Le modalità di lavoro si articolano su due livelli interscambiabili: lineamenti generali: definendo categorie prioritarie che permettono di dettagliare correttamente le scelte successive su tematiche singole.
Il quadro generale, deve essere sintetico, facilmente comprensibile, non rigido e continuamente
emendabile.
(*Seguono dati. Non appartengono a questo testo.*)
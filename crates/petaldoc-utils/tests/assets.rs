#![allow(clippy::expect_used, clippy::unwrap_used, reason = "Fine in tests")]
use std::fs;

use petaldoc_utils::{OutputError, combine_stylesheets, copy_images};
use tempfile::TempDir;

#[test]
fn copies_images_from_every_source() {
  let temp = TempDir::new().expect("Failed to create temp dir");
  let curated = temp.path().join("curated");
  let nested = curated.join("images");
  fs::create_dir_all(&nested).unwrap();
  fs::write(curated.join("hero.gif"), "gif").unwrap();
  fs::write(curated.join("DaisyBadge.md"), "# Badge").unwrap();
  fs::write(nested.join("DaisyButton.png"), "png").unwrap();
  fs::write(nested.join("DaisyButton.PNG.txt"), "nope").unwrap();

  let dest = temp.path().join("site/images");
  let copied = copy_images(&[curated.clone(), nested], &dest).unwrap();

  assert_eq!(copied, 2);
  assert!(dest.join("hero.gif").is_file());
  assert!(dest.join("DaisyButton.png").is_file());
  assert!(!dest.join("DaisyBadge.md").exists());
}

#[test]
fn missing_sources_copy_nothing() {
  let temp = TempDir::new().expect("Failed to create temp dir");
  let dest = temp.path().join("images");
  let copied = copy_images(&[temp.path().join("absent")], &dest).unwrap();
  assert_eq!(copied, 0);
  assert!(dest.is_dir());
}

#[test]
fn scss_stylesheets_are_compiled() {
  let temp = TempDir::new().expect("Failed to create temp dir");
  let scss = temp.path().join("brand.scss");
  let css = temp.path().join("extra.css");
  fs::write(&scss, "$accent: #ff00ff;\n.brand { color: $accent; }").unwrap();
  fs::write(&css, ".extra { margin: 0; }").unwrap();

  let combined =
    combine_stylesheets("body {}", &[scss, temp.path().join("gone.css"), css])
      .unwrap();

  assert!(combined.starts_with("body {}"));
  assert!(combined.contains("/* Custom Stylesheet 1:"));
  assert!(combined.contains("color: #ff00ff"));
  assert!(combined.contains("/* Custom Stylesheet 3:"));
  assert!(!combined.contains("Custom Stylesheet 2"));
}

#[test]
fn invalid_scss_is_reported() {
  let temp = TempDir::new().expect("Failed to create temp dir");
  let scss = temp.path().join("broken.scss");
  fs::write(&scss, ".a { color: $undefined; }").unwrap();

  let err = combine_stylesheets("", &[scss]).unwrap_err();
  assert!(matches!(err, OutputError::Stylesheet { .. }));
}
Sviluppi di dettaglio delle tematiche generali che fanno riferimento e si riconnettono con l’ipotesi di massima e contribuiscono a definirle.
Nel corso del confronto di democrazia partecipata è auspicabile: privilegiare l’impostazione culturale alla mera “gestione tecnica” dei problemi accostare per quanto possibile nei gruppi di lavoro persone con esperienze di studio e di lavoro diverse che i gruppi di lavoro siano includenti ed aperti alla partecipazione di chiunque che i rapporti con l’esterno siano stabiliti collegialmente, indicando ogni volta i portavoce che posizioni differenti su singole problematiche siano messe a confronto, senza elidersi.
Primi firmatari:
Daniela Bertelli, Antonio Breschi, Paolo Bruciati,
Davide Burchi, Fosco Cavallini, Guido Cei, Giovanni
Ceraolo, Daria Faggi, Paolo Gangemi, Vito Lo Piccolo,
Ignazio Monterisi, Sergio Nieri, Mauro Parigi,
Salvatore Picardi, Graziella Pierfederici, Marco Sisi.